══ Excerpted data ══
//! Structural validation of a command list
//!
//! Context-free checks run before any planning. The list is scanned in
//! sequence order and the first violation is reported.

use thiserror::Error;

use seqblend_core::MotionCommand;

/// Structural violations
#[derive(Debug, Clone, PartialEq, Error)]
pub enum ValidationError {
    #[error("Command {index} has negative blend radius {radius}")]
    NegativeBlendRadius { index: usize, radius: f64 },
    #[error("Last command {index} has non-zero blend radius {radius}")]
    LastBlendRadiusNotZero { index: usize, radius: f64 },
    #[error("Command {index} sets a start state; only the first command may")]
    StartStateAlreadySet { index: usize },
}

impl ValidationError {
    /// Index of the offending command
    pub fn index(&self) -> usize {
        match self {
            ValidationError::NegativeBlendRadius { index, .. }
            | ValidationError::LastBlendRadiusNotZero { index, .. }
            | ValidationError::StartStateAlreadySet { index } => *index,
        }
    }
}

/// Check the inter-command invariants of a command list
///
/// Blend radii are checked first (all of them), then the last radius, then
/// start states, so a list with several problems always reports the same one.
pub fn validate(commands: &[MotionCommand]) -> Result<(), ValidationError> {
    // NaN radii are rejected together with negative ones
    if let Some(command) = commands.iter().find(|c| !(c.blend_radius >= 0.0)) {
        return Err(ValidationError::NegativeBlendRadius {
            index: command.sequence_index,
            radius: command.blend_radius,
        });
    }

    if let Some(last) = commands.last() {
        if last.blend_radius != 0.0 {
            return Err(ValidationError::LastBlendRadiusNotZero {
                index: last.sequence_index,
                radius: last.blend_radius,
            });
        }
    }

    if let Some(command) = commands.iter().skip(1).find(|c| c.explicit_start.is_some()) {
        return Err(ValidationError::StartStateAlreadySet {
            index: command.sequence_index,
        });
    }

    Ok(())
}

#[cfg(test)]
mod tests {
    use super::*;
    use nalgebra::DVector;
    use seqblend_core::MotionSequence;

    fn q(x: f64) -> DVector<f64> {
        DVector::from_row_slice(&[x, 0.0, 0.0])
    }

    fn three_commands() -> MotionSequence {
        MotionSequence::new()
            .with(MotionCommand::ptp("arm", q(0.1)).with_start(q(0.0)).with_blend_radius(0.02))
            .with(MotionCommand::lin("arm", q(0.2)).with_blend_radius(0.02))
            .with(MotionCommand::ptp("arm", q(0.3)))
    }

    #[test]
    fn test_valid_sequence() {
        assert!(validate(three_commands().commands()).is_ok());
    }

    #[test]
    fn test_empty_sequence_is_valid() {
        assert!(validate(&[]).is_ok());
    }

    #[test]
    fn test_negative_blend_radius() {
        let mut sequence = three_commands();
        sequence.set_blend_radius(1, -0.3);

        assert_eq!(
            validate(sequence.commands()),
            Err(ValidationError::NegativeBlendRadius { index: 1, radius: -0.3 })
        );
    }

    #[test]
    fn test_nan_blend_radius_rejected() {
        let mut sequence = three_commands();
        sequence.set_blend_radius(0, f64::NAN);

        let err = validate(sequence.commands()).unwrap_err();
        assert!(matches!(err, ValidationError::NegativeBlendRadius { index: 0, .. }));
    }

    #[test]
    fn test_last_blend_radius_not_zero() {
        let mut sequence = three_commands();
        sequence.set_blend_radius(2, 0.03);

        assert_eq!(
            validate(sequence.commands()),
            Err(ValidationError::LastBlendRadiusNotZero { index: 2, radius: 0.03 })
        );
    }

    #[test]
    fn test_negative_last_radius_reports_negative() {
        let mut sequence = three_commands();
        sequence.set_blend_radius(2, -0.1);

        let err = validate(sequence.commands()).unwrap_err();
        assert!(matches!(err, ValidationError::NegativeBlendRadius { index: 2, .. }));
    }

    #[test]
    fn test_start_state_on_later_command() {
        let mut sequence = three_commands();
        sequence.get_mut(2).unwrap().explicit_start = Some(q(0.2));

        assert_eq!(
            validate(sequence.commands()),
            Err(ValidationError::StartStateAlreadySet { index: 2 })
        );
        assert_eq!(validate(sequence.commands()).unwrap_err().index(), 2);
    }

    #[test]
    fn test_checks_run_by_category_not_by_position() {
        let mut sequence = three_commands()
            .with(MotionCommand::ptp("arm", q(0.4)))
            .with(MotionCommand::ptp("arm", q(0.5)));
        sequence.get_mut(1).unwrap().explicit_start = Some(q(0.1));
        sequence.set_blend_radius(3, -0.1);
        sequence.set_blend_radius(4, 0.05);

        // Earlier start state and later non-zero last radius lose to the negative radius
        assert_eq!(
            validate(sequence.commands()),
            Err(ValidationError::NegativeBlendRadius { index: 3, radius: -0.1 })
        );

        sequence.set_blend_radius(3, 0.0);
        assert_eq!(
            validate(sequence.commands()),
            Err(ValidationError::LastBlendRadiusNotZero { index: 4, radius: 0.05 })
        );
    }

    #[test]
    fn test_first_command_without_start_is_valid() {
        let mut sequence = three_commands();
        sequence.get_mut(0).unwrap().explicit_start = None;

        assert!(validate(sequence.commands()).is_ok());
    }
}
═══
▶ [Exercise brief] Keep both end lines and retype everything in the records above from the line containing "1, radius: -0.3" through the line containing "2, radius: 0.03", exactly, with nothing else.

▶ [Response to this exercise]
            Err(ValidationError::NegativeBlendRadius { index: 1, radius: -0.3 })
        );
    }

    #[test]
    fn test_nan_blend_radius_rejected() {
        let mut sequence = three_commands();
        sequence.set_blend_radius(0, f64::NAN);

        let err = validate(sequence.commands()).unwrap_err();
        assert!(matches!(err, ValidationError::NegativeBlendRadius { index: 0, .. }));
    }

    #[test]
    fn test_last_blend_radius_not_zero() {
        let mut sequence = three_commands();
        sequence.set_blend_radius(2, 0.03);

        assert_eq!(
            validate(sequence.commands()),
            Err(ValidationError::LastBlendRadiusNotZero { index: 2, radius: 0.03 })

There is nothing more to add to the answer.